Rebecca (Mireille Enos) and Jay (Peter Sarsgaard) are two divorced parents with a teenage daughter named Kayla (Joey King). There is some tension between the family and Jay and Kayla pick up her friend Brittany (Devery Jacobs) to hang out. During that time, Jay finds out that while Kayla and Brittany are sitting on a bridge, his daughter pushed her to her death. From there, Jay tells Rebecca in a panic and the movie dives into how these parents deal with their daughter committing murder, yet not believing she is capable of that. There’s no way that your only child can hurt a fly, let alone murdering someone purposefully, right?
Murder mysteries often rely upon entice you with slow-burn intrigue and misdirects that you don’t see coming. That way, if there is a twist that happens, it will cause the audience to rack their brains to see the clues they missed along the way. The Lie captures the mood from a cinematography standpoint. The gray color pallets combine well with the wintry climate. Cinematographer Peter Wunstorf creates an atmosphere where it feels clean as if anything could be covered up in this small town.
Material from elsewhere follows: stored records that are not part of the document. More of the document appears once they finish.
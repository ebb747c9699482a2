//! Per-pixel colour predicates
//!
//! Each symptom is defined by a fixed colour-threshold predicate over an
//! 8-bit RGB pixel. The thresholds are part of the behavioural contract of
//! the engine and are deliberately not configurable.

use image::Rgb;

use super::Symptom;

/// Green-dominance factor: a pixel is green-dominant when its green channel
/// exceeds both red and blue by at least this factor.
pub const GREEN_DOMINANCE: f32 = 1.1;

/// Pixel is green-dominant: `G > R*1.1 && G > B*1.1`
///
/// This is both the `green` symptom predicate and the leaf-gate predicate.
pub fn is_green(pixel: &Rgb<u8>) -> bool {
    let [r, g, b] = pixel.0;
    let g = g as f32;
    g > r as f32 * GREEN_DOMINANCE && g > b as f32 * GREEN_DOMINANCE
}

/// Pixel is brown-toned: `R > 90 && G > 60 && B < 90`
pub fn is_brown_spot(pixel: &Rgb<u8>) -> bool {
    let [r, g, b] = pixel.0;
    r > 90 && g > 60 && b < 90
}

/// Pixel is yellow-toned: `R > 150 && G > 150 && B < 100`
pub fn is_yellowing(pixel: &Rgb<u8>) -> bool {
    let [r, g, b] = pixel.0;
    r > 150 && g > 150 && b < 100
}

/// Pixel is near-white: `R > 200 && G > 200 && B > 200`
pub fn is_white_dust(pixel: &Rgb<u8>) -> bool {
    let [r, g, b] = pixel.0;
    r > 200 && g > 200 && b > 200
}

/// Pixel is rust-orange: `R > 150 && G > 80 && B < 80`
pub fn is_rusty_spot(pixel: &Rgb<u8>) -> bool {
    let [r, g, b] = pixel.0;
    r > 150 && g > 80 && b < 80
}

/// Evaluate the predicate for one symptom
pub fn matches(symptom: Symptom, pixel: &Rgb<u8>) -> bool {
    match symptom {
        Symptom::Green => is_green(pixel),
        Symptom::BrownSpots => is_brown_spot(pixel),
        Symptom::Yellowing => is_yellowing(pixel),
        Symptom::WhiteDust => is_white_dust(pixel),
        Symptom::RustySpots => is_rusty_spot(pixel),
    }
}
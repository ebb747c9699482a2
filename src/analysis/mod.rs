//! Analysis and result aggregation modules
//!
//! Combines the matching outcome into the final classification:
//! - Confidence scoring
//! - Confidence jitter sources
//! - Result types

pub mod confidence;
pub mod jitter;
pub mod result;
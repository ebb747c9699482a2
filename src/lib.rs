//! # Leafscan
//!
//! A heuristic leaf-disease analysis engine: colour-threshold symptom
//! extraction over an RGB pixel buffer, followed by profile matching against
//! a read-only disease library.
//!
//! ## Features
//!
//! - **Leaf gate**: green-dominance check that rejects non-foliage images
//!   before any matching happens
//! - **Symptom extraction**: five fixed colour predicates turned into
//!   per-image ratios
//! - **Disease matching**: asymmetric L1 distance against partial reference
//!   vectors, with a stable library-order tie-break
//! - **Confidence scoring**: deterministic baseline with an optional,
//!   injectable jitter term
//!
//! ## Quick Start
//!
//! ```no_run
//! use leafscan::{classify, ClassifyConfig, DiseaseLibrary};
//!
//! let bytes = std::fs::read("leaf.jpg")?;
//! let image = leafscan::io::decode_image(&bytes)?;
//!
//! let library = DiseaseLibrary::builtin();
//! let result = classify(&image, &library, &ClassifyConfig::default())?;
//!
//! println!("{}: {:.2}% — {}", result.disease, result.confidence, result.treatment);
//! # Ok::<(), Box<dyn std::error::Error>>(())
//! ```
//!
//! ## Architecture
//!
//! The pipeline is a pure, synchronous computation:
//!
//! ```text
//! Image Bytes → Decode → Leaf Gate → Symptom Extraction → Matching → Result
//! ```
//!
//! Each request runs start to finish with no retries and no shared mutable
//! state; the library may be shared read-only across threads.

#![warn(missing_docs)]
#![warn(clippy::all)]

pub mod analysis;
pub mod config;
pub mod error;
pub mod features;
pub mod io;
pub mod matching;

// Re-export main types
pub use analysis::jitter::{JitterSource, NoJitter, UniformJitter};
pub use analysis::result::{ClassificationMetadata, ClassificationResult};
pub use config::{ClassifyConfig, JitterMode};
pub use error::AnalysisError;
pub use features::symptoms::{Symptom, SymptomVector};
pub use matching::{DiseaseLibrary, DiseaseProfile};

use image::RgbImage;

/// Algorithm version recorded in result metadata
pub const ALGORITHM_VERSION: &str = env!("CARGO_PKG_VERSION");

/// Classify a decoded image against a disease library
///
/// Runs the full pipeline: leaf gate, symptom extraction, disease matching,
/// confidence scoring. With `JitterMode::Disabled` (the default) the result
/// is fully deterministic for a given buffer and library; with
/// `JitterMode::Uniform` each call draws an independent jitter value from a
/// thread-local RNG.
///
/// # Arguments
///
/// * `image` - Decoded RGB pixel buffer
/// * `library` - Disease profiles, shared read-only
/// * `config` - Classification configuration
///
/// # Errors
///
/// * `AnalysisError::InvalidImage` for a zero-area buffer
/// * `AnalysisError::NotALeaf` when the leaf gate rejects the image
/// * `AnalysisError::EmptyLibrary` when the library holds no profiles
///
/// # Example
///
/// ```
/// use leafscan::{classify, ClassifyConfig, DiseaseLibrary};
/// use image::{Rgb, RgbImage};
///
/// let image = RgbImage::from_pixel(16, 16, Rgb([20, 180, 40]));
/// let library = DiseaseLibrary::builtin();
/// let result = classify(&image, &library, &ClassifyConfig::default())?;
///
/// assert_eq!(result.disease, "Healthy");
/// # Ok::<(), leafscan::AnalysisError>(())
/// ```
pub fn classify(
    image: &RgbImage,
    library: &DiseaseLibrary,
    config: &ClassifyConfig,
) -> Result<ClassificationResult, AnalysisError> {
    match config.jitter {
        JitterMode::Disabled => classify_with_jitter(image, library, config, &mut NoJitter),
        JitterMode::Uniform => {
            let mut jitter = UniformJitter::new(rand::thread_rng());
            classify_with_jitter(image, library, config, &mut jitter)
        }
    }
}

/// Classify with an explicit jitter source
///
/// Same pipeline as [`classify`], but the confidence jitter term is drawn
/// from the supplied source regardless of `config.jitter`. Pass
/// [`NoJitter`] for the deterministic baseline or a seeded
/// [`UniformJitter`] for reproducible jittered runs.
pub fn classify_with_jitter(
    image: &RgbImage,
    library: &DiseaseLibrary,
    config: &ClassifyConfig,
    jitter: &mut dyn JitterSource,
) -> Result<ClassificationResult, AnalysisError> {
    use std::time::Instant;
    let start_time = Instant::now();

    log::debug!(
        "Classifying {}x{} image against {} profiles",
        image.width(),
        image.height(),
        library.len()
    );

    // An empty library is a configuration error; fail before touching pixels.
    if library.is_empty() {
        return Err(AnalysisError::EmptyLibrary);
    }

    let (symptoms, green_ratio) = features::symptoms::extract_symptoms(image, config)?;
    let outcome = matching::match_disease(&symptoms, library)?;

    let baseline = analysis::confidence::score_confidence(outcome.error);
    let confidence = analysis::confidence::round_confidence(baseline + jitter.draw());

    let processing_time_ms = start_time.elapsed().as_secs_f32() * 1000.0;
    log::info!(
        "Classified as '{}' (confidence {:.2}, error {:.4}) in {:.2} ms",
        outcome.profile.name,
        confidence,
        outcome.error,
        processing_time_ms
    );

    Ok(ClassificationResult {
        disease: outcome.profile.name.clone(),
        confidence,
        treatment: outcome.profile.treatment.clone(),
        symptoms,
        ranking: outcome.ranking,
        metadata: ClassificationMetadata {
            width: image.width(),
            height: image.height(),
            pixel_count: image.width() as u64 * image.height() as u64,
            green_ratio,
            match_error: outcome.error,
            processing_time_ms,
            algorithm_version: ALGORITHM_VERSION.to_string(),
        },
    })
}

/// Decode an uploaded byte stream and classify it
///
/// Convenience front door for callers holding raw upload bytes rather than
/// a decoded buffer.
///
/// # Errors
///
/// `AnalysisError::InvalidImage` if the bytes cannot be decoded, plus any
/// error [`classify`] can return.
pub fn classify_bytes(
    bytes: &[u8],
    library: &DiseaseLibrary,
    config: &ClassifyConfig,
) -> Result<ClassificationResult, AnalysisError> {
    let image = io::decode_image(bytes)?;
    classify(&image, library, config)
}
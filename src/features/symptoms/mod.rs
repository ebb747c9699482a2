//! Symptom extraction
//!
//! Converts an RGB pixel buffer into a bounded set of symptom ratios: for
//! each named symptom, the fraction of pixels matching its colour predicate.
//! Predicates may overlap; a pixel can contribute to several symptoms or to
//! none, so the ratios are not expected to sum to 1.

pub mod extractor;
pub mod predicates;

pub use extractor::{extract_symptoms, green_ratio};

use serde::{Deserialize, Serialize};

/// A named visual symptom derived from a per-pixel colour predicate
#[derive(Debug, Clone, Copy, PartialEq, Eq, PartialOrd, Ord, Hash, Serialize, Deserialize)]
#[serde(rename_all = "snake_case")]
pub enum Symptom {
    /// Green-dominant pixels (healthy foliage)
    Green,
    /// Brown-toned pixels (necrotic lesions)
    BrownSpots,
    /// Yellow-toned pixels (chlorosis)
    Yellowing,
    /// Near-white pixels (powdery coating)
    WhiteDust,
    /// Rust-orange pixels (pustules)
    RustySpots,
}

impl Symptom {
    /// All recognised symptoms, in canonical order
    pub const ALL: [Symptom; 5] = [
        Symptom::Green,
        Symptom::BrownSpots,
        Symptom::Yellowing,
        Symptom::WhiteDust,
        Symptom::RustySpots,
    ];

    /// Stable string key for this symptom (matches the serialized form)
    pub fn key(&self) -> &'static str {
        match self {
            Symptom::Green => "green",
            Symptom::BrownSpots => "brown_spots",
            Symptom::Yellowing => "yellowing",
            Symptom::WhiteDust => "white_dust",
            Symptom::RustySpots => "rusty_spots",
        }
    }
}

/// Symptom ratios for one image
///
/// Every field is the fraction of pixels matching that symptom's predicate,
/// always in [0, 1]. All five symptoms are always present; a symptom with no
/// matching pixels has ratio 0.
#[derive(Debug, Clone, Copy, PartialEq, Serialize, Deserialize)]
pub struct SymptomVector {
    /// Fraction of green-dominant pixels
    pub green: f32,
    /// Fraction of brown-toned pixels
    pub brown_spots: f32,
    /// Fraction of yellow-toned pixels
    pub yellowing: f32,
    /// Fraction of near-white pixels
    pub white_dust: f32,
    /// Fraction of rust-orange pixels
    pub rusty_spots: f32,
}

impl SymptomVector {
    /// Vector with all ratios at zero
    pub fn zero() -> Self {
        Self {
            green: 0.0,
            brown_spots: 0.0,
            yellowing: 0.0,
            white_dust: 0.0,
            rusty_spots: 0.0,
        }
    }

    /// Ratio for a single symptom
    pub fn get(&self, symptom: Symptom) -> f32 {
        match symptom {
            Symptom::Green => self.green,
            Symptom::BrownSpots => self.brown_spots,
            Symptom::Yellowing => self.yellowing,
            Symptom::WhiteDust => self.white_dust,
            Symptom::RustySpots => self.rusty_spots,
        }
    }

    /// Iterate over all (symptom, ratio) pairs in canonical order
    pub fn iter(&self) -> impl Iterator<Item = (Symptom, f32)> + '_ {
        Symptom::ALL.iter().map(move |&s| (s, self.get(s)))
    }
}

#[cfg(test)]
mod tests {
    use super::*;

    #[test]
    fn test_symptom_keys() {
        assert_eq!(Symptom::Green.key(), "green");
        assert_eq!(Symptom::BrownSpots.key(), "brown_spots");
        assert_eq!(Symptom::Yellowing.key(), "yellowing");
        assert_eq!(Symptom::WhiteDust.key(), "white_dust");
        assert_eq!(Symptom::RustySpots.key(), "rusty_spots");
    }

    #[test]
    fn test_vector_get_matches_fields() {
        let v = SymptomVector {
            green: 0.5,
            brown_spots: 0.1,
            yellowing: 0.2,
            white_dust: 0.3,
            rusty_spots: 0.4,
        };
        assert_eq!(v.get(Symptom::Green), 0.5);
        assert_eq!(v.get(Symptom::RustySpots), 0.4);
        assert_eq!(v.iter().count(), 5);
    }

    #[test]
    fn test_serde_uses_snake_case_keys() {
        let json = serde_json::to_string(&Symptom::WhiteDust).unwrap();
        assert_eq!(json, "\"white_dust\"");
    }
}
As a narrative, it shows its cards too early before it hooks belief. Much of the movie is Rebecca and Jay having conversations on what they are going to do next, Kayla overhearing them, and reacting. The machination of the murder-mystery falls short because the parents look so stricken with guilt each time they are confronted about their stories. They hatch alibis to cover for Kayla, even though Kayla is not interested or seems that she wants to get caught.
The most interesting points of the movie come from the family’s own relationship. Rebecca and Jay get so wrapped up in protecting their daughter, that they ignore the fact that there are some unsettling things about her. She seems oddly calm at points within the storm of everything happening. At one point, The Lie settles into the stress that Kayla has experienced with her parent’s divorce. Her relationship with Jay isn’t as good as it could be, and she opens up about her difficulties.
Oddly enough, the family comes closer together as they go deeper into the lie. It’s an unsettling dichotomy of one family losing their daughter and a broken family finding themselves as they do evil deeds together. With the movie’s twist, it doesn’t conceal itself as an unwinding mystery should.
If you pay attention to certain pieces of dialogue and character motivations, the realization will be apparent. The cerebral nature that the movie strives for and the motif of appearances almost gets discarded completely with this choice. The Lie has some nerve-wracking nature to it, but only scratching the surface of themes and not choosing to investigate the best one completely truly hurts it from being satisfying.